In the records below, the line with "hackathons and projects." opens the range and the line with "pub enum AchievementKind" closes it; print that range exactly and nothing else.
THE RECORDS Start Marker
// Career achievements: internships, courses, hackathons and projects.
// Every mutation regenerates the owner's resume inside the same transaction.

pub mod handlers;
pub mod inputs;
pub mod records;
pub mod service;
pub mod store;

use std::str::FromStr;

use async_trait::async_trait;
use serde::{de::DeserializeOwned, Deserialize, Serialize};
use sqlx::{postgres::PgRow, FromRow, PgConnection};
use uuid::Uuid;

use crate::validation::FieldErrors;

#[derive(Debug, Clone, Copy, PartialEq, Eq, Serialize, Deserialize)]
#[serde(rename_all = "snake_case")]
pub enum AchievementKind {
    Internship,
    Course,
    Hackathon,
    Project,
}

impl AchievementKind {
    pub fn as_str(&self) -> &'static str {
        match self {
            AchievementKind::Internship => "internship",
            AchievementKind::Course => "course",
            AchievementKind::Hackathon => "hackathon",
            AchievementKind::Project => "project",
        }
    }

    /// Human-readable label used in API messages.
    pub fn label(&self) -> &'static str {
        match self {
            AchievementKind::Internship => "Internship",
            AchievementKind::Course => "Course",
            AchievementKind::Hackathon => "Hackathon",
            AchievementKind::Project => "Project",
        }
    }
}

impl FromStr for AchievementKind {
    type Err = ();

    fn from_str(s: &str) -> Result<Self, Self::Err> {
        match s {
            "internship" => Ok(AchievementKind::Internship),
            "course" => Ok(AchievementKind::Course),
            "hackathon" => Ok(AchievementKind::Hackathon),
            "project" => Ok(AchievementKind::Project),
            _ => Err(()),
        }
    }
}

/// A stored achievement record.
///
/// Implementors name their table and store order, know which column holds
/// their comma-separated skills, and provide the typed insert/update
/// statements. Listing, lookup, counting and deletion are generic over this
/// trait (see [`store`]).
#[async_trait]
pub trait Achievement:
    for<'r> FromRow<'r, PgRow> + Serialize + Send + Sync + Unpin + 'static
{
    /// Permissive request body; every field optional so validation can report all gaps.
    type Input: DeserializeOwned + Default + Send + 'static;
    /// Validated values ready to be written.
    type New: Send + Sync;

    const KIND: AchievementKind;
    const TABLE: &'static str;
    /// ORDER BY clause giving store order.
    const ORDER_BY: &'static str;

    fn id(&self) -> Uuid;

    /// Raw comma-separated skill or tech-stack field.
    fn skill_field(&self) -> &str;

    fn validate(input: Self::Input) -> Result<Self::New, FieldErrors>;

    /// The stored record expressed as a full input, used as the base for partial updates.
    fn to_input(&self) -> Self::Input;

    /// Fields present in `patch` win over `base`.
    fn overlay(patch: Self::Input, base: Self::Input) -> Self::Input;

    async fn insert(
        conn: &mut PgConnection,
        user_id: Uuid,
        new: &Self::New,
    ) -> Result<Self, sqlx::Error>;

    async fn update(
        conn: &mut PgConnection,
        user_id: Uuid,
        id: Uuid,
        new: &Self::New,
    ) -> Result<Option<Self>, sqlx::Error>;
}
THE RECORDS End Marker
THE RECORDS Start Marker
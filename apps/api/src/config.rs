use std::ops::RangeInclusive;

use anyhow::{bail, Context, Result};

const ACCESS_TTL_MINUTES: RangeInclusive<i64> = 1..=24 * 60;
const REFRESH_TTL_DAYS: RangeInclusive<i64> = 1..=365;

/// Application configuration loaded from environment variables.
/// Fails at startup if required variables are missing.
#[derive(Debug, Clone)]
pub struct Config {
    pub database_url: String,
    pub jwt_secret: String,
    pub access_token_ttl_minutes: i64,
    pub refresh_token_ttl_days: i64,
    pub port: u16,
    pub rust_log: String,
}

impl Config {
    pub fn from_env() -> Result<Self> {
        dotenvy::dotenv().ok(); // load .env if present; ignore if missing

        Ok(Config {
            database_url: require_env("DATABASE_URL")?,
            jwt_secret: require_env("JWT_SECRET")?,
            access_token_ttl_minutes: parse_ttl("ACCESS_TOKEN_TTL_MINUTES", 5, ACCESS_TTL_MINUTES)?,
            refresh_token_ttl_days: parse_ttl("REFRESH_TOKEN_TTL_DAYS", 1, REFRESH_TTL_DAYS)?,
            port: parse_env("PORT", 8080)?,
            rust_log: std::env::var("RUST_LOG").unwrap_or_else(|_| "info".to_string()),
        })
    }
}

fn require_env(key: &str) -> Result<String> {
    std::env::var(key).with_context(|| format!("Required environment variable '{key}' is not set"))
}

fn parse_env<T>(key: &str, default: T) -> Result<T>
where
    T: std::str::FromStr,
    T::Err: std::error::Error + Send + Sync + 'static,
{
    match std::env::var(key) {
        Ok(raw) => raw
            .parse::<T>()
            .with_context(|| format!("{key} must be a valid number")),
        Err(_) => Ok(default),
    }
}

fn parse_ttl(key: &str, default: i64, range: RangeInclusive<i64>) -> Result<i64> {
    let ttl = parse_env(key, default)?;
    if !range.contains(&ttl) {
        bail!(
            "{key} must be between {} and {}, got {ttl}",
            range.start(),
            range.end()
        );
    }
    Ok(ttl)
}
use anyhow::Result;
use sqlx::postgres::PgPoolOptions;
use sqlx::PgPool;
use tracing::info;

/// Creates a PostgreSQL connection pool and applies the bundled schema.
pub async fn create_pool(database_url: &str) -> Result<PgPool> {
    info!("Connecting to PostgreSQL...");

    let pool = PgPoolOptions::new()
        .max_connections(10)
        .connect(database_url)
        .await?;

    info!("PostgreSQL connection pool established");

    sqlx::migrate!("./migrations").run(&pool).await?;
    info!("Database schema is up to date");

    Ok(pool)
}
THE RECORDS End Marker
**RESPONSE AREA**
// Career achievements: internships, courses, hackathons and projects.
// Every mutation regenerates the owner's resume inside the same transaction.

pub mod handlers;
pub mod inputs;
pub mod records;
pub mod service;
pub mod store;

use std::str::FromStr;

use async_trait::async_trait;
use serde::{de::DeserializeOwned, Deserialize, Serialize};
use sqlx::{postgres::PgRow, FromRow, PgConnection};
use uuid::Uuid;

use crate::validation::FieldErrors;

#[derive(Debug, Clone, Copy, PartialEq, Eq, Serialize, Deserialize)]
#[serde(rename_all = "snake_case")]
pub enum AchievementKind {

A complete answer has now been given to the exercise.